AntiDDoS1550 and router BGP neighbor state, unable to establish stable neighbor state, the ‘display bgp peer’ found that neighbor state continuously from the idle->Establish->idle->Establish cycle oscillation.
Debug bgp found that the neighbor state oscillation between idle and establish.
%2013-09-11 18:38:21 Clean%%01BGP/3/STATE_CHG_UPDOWN (L): Peer 18.104.22.168 state was changed from OPENCONFIRM to ESTABLISHED. (BGP address family=public)
%2013-09-11 18:37:49 Clean%%01BGP/3/STATE_CHG_UPDOWN (L): Peer 22.214.171.124 state was changed from ESTABLISHED to IDLE. (BGP address family=public)
Debug information indicated that routes max number limit is reached, the AntiDDoS1550 disconnected the bgp peer.
%2013-09-11 18:37:49 Clean%%01BGP/3/ROUTEADD_REACHLMT (L): Route updating failed in public instance. Max route limit reached.
%2013-09-11 18:37:49 Clean%%01RM/3/SYS_RCH_MAX_RT_LMT (L): Number of routes reached maximum route limit 100000 of whole system when checking the route limit in routing table.

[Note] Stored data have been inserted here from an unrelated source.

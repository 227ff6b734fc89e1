//! The change-stream consumer.
//!
//! The management API publishes a JSON event on the `event` channel
//! for every zone and record mutation.  This consumer translates each
//! one into cache invalidations and filter updates, so the query plane
//! converges on control-plane edits without polling the store.
//!
//! Record edits only ever invalidate.  Zone creations insert into the
//! filter additively.  Zone deletions cannot be removed from a Bloom
//! filter, so they schedule a rebuild instead: immediately once enough
//! deletions pile up, otherwise after a quiet period, whichever comes
//! first.

use async_trait::async_trait;
use futures_util::StreamExt;
use serde::{Deserialize, Serialize};
use std::sync::Arc;
use std::time::Duration;
use thiserror::Error;
use tokio::time::{sleep, sleep_until, Instant};

use crate::cache::ZoneCache;
use crate::filter::ZoneFilter;
use crate::store::ZoneStore;

/// The pub/sub channel the control plane publishes on.
pub const EVENT_CHANNEL: &str = "event";

/// Rebuild the filter as soon as this many deletions have accumulated.
pub const REBUILD_DELETION_THRESHOLD: u32 = 10;

/// Otherwise rebuild once deletions have been quiet for this long.
pub const REBUILD_DEBOUNCE: Duration = Duration::from_secs(10);

/// How long to wait before redialling a lost subscription.
const RESUBSCRIBE_DELAY: Duration = Duration::from_secs(1);

/// A single change-stream message.
#[derive(Debug, Clone, Eq, PartialEq, Serialize, Deserialize)]
pub struct ChangeEvent {
    #[serde(rename = "type")]
    pub kind: EventKind,
    pub zone_name: String,
}

#[derive(Debug, Copy, Clone, Eq, PartialEq, Serialize, Deserialize)]
#[serde(rename_all = "snake_case")]
pub enum EventKind {
    DnsRecordCreate,
    DnsRecordUpdate,
    DnsRecordDelete,
    ZoneCreate,
    ZoneUpdate,
    ZoneDelete,
}

#[derive(Debug, Error)]
pub enum EventError {
    #[error("event bus operation failed: {0}")]
    Bus(#[from] redis::RedisError),

    #[error("could not encode event: {0}")]
    Encode(#[from] serde_json::Error),
}

/// The publishing half, used by the activation checker to announce
/// zones it has flipped active.
#[async_trait]
pub trait EventPublisher: Send + Sync {
    async fn publish(&self, event: &ChangeEvent) -> Result<(), EventError>;
}

/// Publishes events on the same channel the consumer subscribes to.
#[derive(Clone)]
pub struct RedisEventPublisher {
    connection: redis::aio::ConnectionManager,
}

impl RedisEventPublisher {
    pub fn new(connection: redis::aio::ConnectionManager) -> Self {
        Self { connection }
    }
}

#[async_trait]
impl EventPublisher for RedisEventPublisher {
    async fn publish(&self, event: &ChangeEvent) -> Result<(), EventError> {
        let payload = serde_json::to_vec(event)?;
        let mut connection = self.connection.clone();
        redis::AsyncCommands::publish::<_, _, ()>(&mut connection, EVENT_CHANNEL, payload).await?;
        Ok(())
    }
}

/// The long-running consumer task.  Owns the deletion counter and the
/// debounce deadline, so rebuild triggers are naturally serialized.
pub struct EventConsumer {
    client: redis::Client,
    cache: Arc<ZoneCache>,
    filter: Arc<ZoneFilter>,
    store: Arc<dyn ZoneStore>,
    deletions: u32,
    rebuild_deadline: Option<Instant>,
}

impl EventConsumer {
    pub fn new(
        client: redis::Client,
        cache: Arc<ZoneCache>,
        filter: Arc<ZoneFilter>,
        store: Arc<dyn ZoneStore>,
    ) -> Self {
        Self {
            client,
            cache,
            filter,
            store,
            deletions: 0,
            rebuild_deadline: None,
        }
    }

    /// Consume for the lifetime of the process, redialling the bus
    /// whenever the subscription drops.
    pub async fn run(mut self) {
        loop {
            match self.subscribe_and_consume().await {
                Ok(()) => tracing::warn!("event subscription closed"),
                Err(error) => tracing::warn!(?error, "event subscription lost"),
            }
            sleep(RESUBSCRIBE_DELAY).await;
        }
    }

    async fn subscribe_and_consume(&mut self) -> Result<(), redis::RedisError> {
        let mut pubsub = self.client.get_async_pubsub().await?;
        pubsub.subscribe(EVENT_CHANNEL).await?;
        tracing::info!(channel = EVENT_CHANNEL, "subscribed to change stream");

        let mut messages = pubsub.on_message();
        loop {
            tokio::select! {
                message = messages.next() => {
                    let Some(message) = message else {
                        return Ok(());
                    };
                    self.handle_payload(message.get_payload_bytes()).await;
                }

                () = wait_for(self.rebuild_deadline) => {
                    self.rebuild().await;
                }
            }
        }
    }

    async fn handle_payload(&mut self, payload: &[u8]) {
        match serde_json::from_slice::<ChangeEvent>(payload) {
            Ok(event) => self.apply(event).await,
            Err(error) => {
                tracing::warn!(?error, "skipping malformed change event");
            }
        }
    }

    /// Apply one event.  Public so the policy can be tested without a
    /// running bus.
    pub async fn apply(&mut self, event: ChangeEvent) {
        tracing::debug!(kind = ?event.kind, zone_name = %event.zone_name, "change event");

        match event.kind {
            EventKind::DnsRecordCreate | EventKind::DnsRecordUpdate | EventKind::DnsRecordDelete => {
                self.cache.invalidate(&event.zone_name);
            }
            EventKind::ZoneCreate => {
                self.filter.insert(&event.zone_name);
            }
            EventKind::ZoneUpdate => {
                self.cache.invalidate(&event.zone_name);
            }
            EventKind::ZoneDelete => {
                self.cache.invalidate(&event.zone_name);
                self.deletions += 1;
                if self.deletions >= REBUILD_DELETION_THRESHOLD {
                    self.rebuild().await;
                } else {
                    self.rebuild_deadline = Some(Instant::now() + REBUILD_DEBOUNCE);
                }
            }
        }
    }

    /// Rebuild the filter from a fresh store scan and reset both
    /// rebuild triggers.
    async fn rebuild(&mut self) {
        self.deletions = 0;
        self.rebuild_deadline = None;

        match self.store.active_zone_names().await {
            Ok(names) => {
                let count = names.len();
                self.filter.replace_with(names);
                tracing::info!(zones = count, "rebuilt zone filter");
            }
            Err(error) => {
                // leave the stale filter in place and try again after
                // another quiet period
                tracing::error!(?error, "could not rebuild zone filter");
                self.rebuild_deadline = Some(Instant::now() + REBUILD_DEBOUNCE);
            }
        }
    }
}

async fn wait_for(deadline: Option<Instant>) {
    match deadline {
        Some(deadline) => sleep_until(deadline).await,
        None => std::future::pending().await,
    }
}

Because the AntiDDoS1550 can only accept 100000 routes, when the routes number exceeds the design specifications will disconnect from the BGP neighbor.
Because the cleaning equipment just to inform the diversion route to neighbor, doesn't need to learn all routes from the neighbor equipment, therefore prohibited to import any route information from the core router, or the core router equipment prohibits to redistribute the route information to the cleaning equipment.
In the case, the customer configured the route policy filter the route in the core router solved the problem.
Possible reasons: the connection timeout and configuration error, etc.
If the core router has running BGP already, it is need to pay attention to the route policy in the core router or cleaning equipment, normally, the Cleaning device itself does not need the all network routes.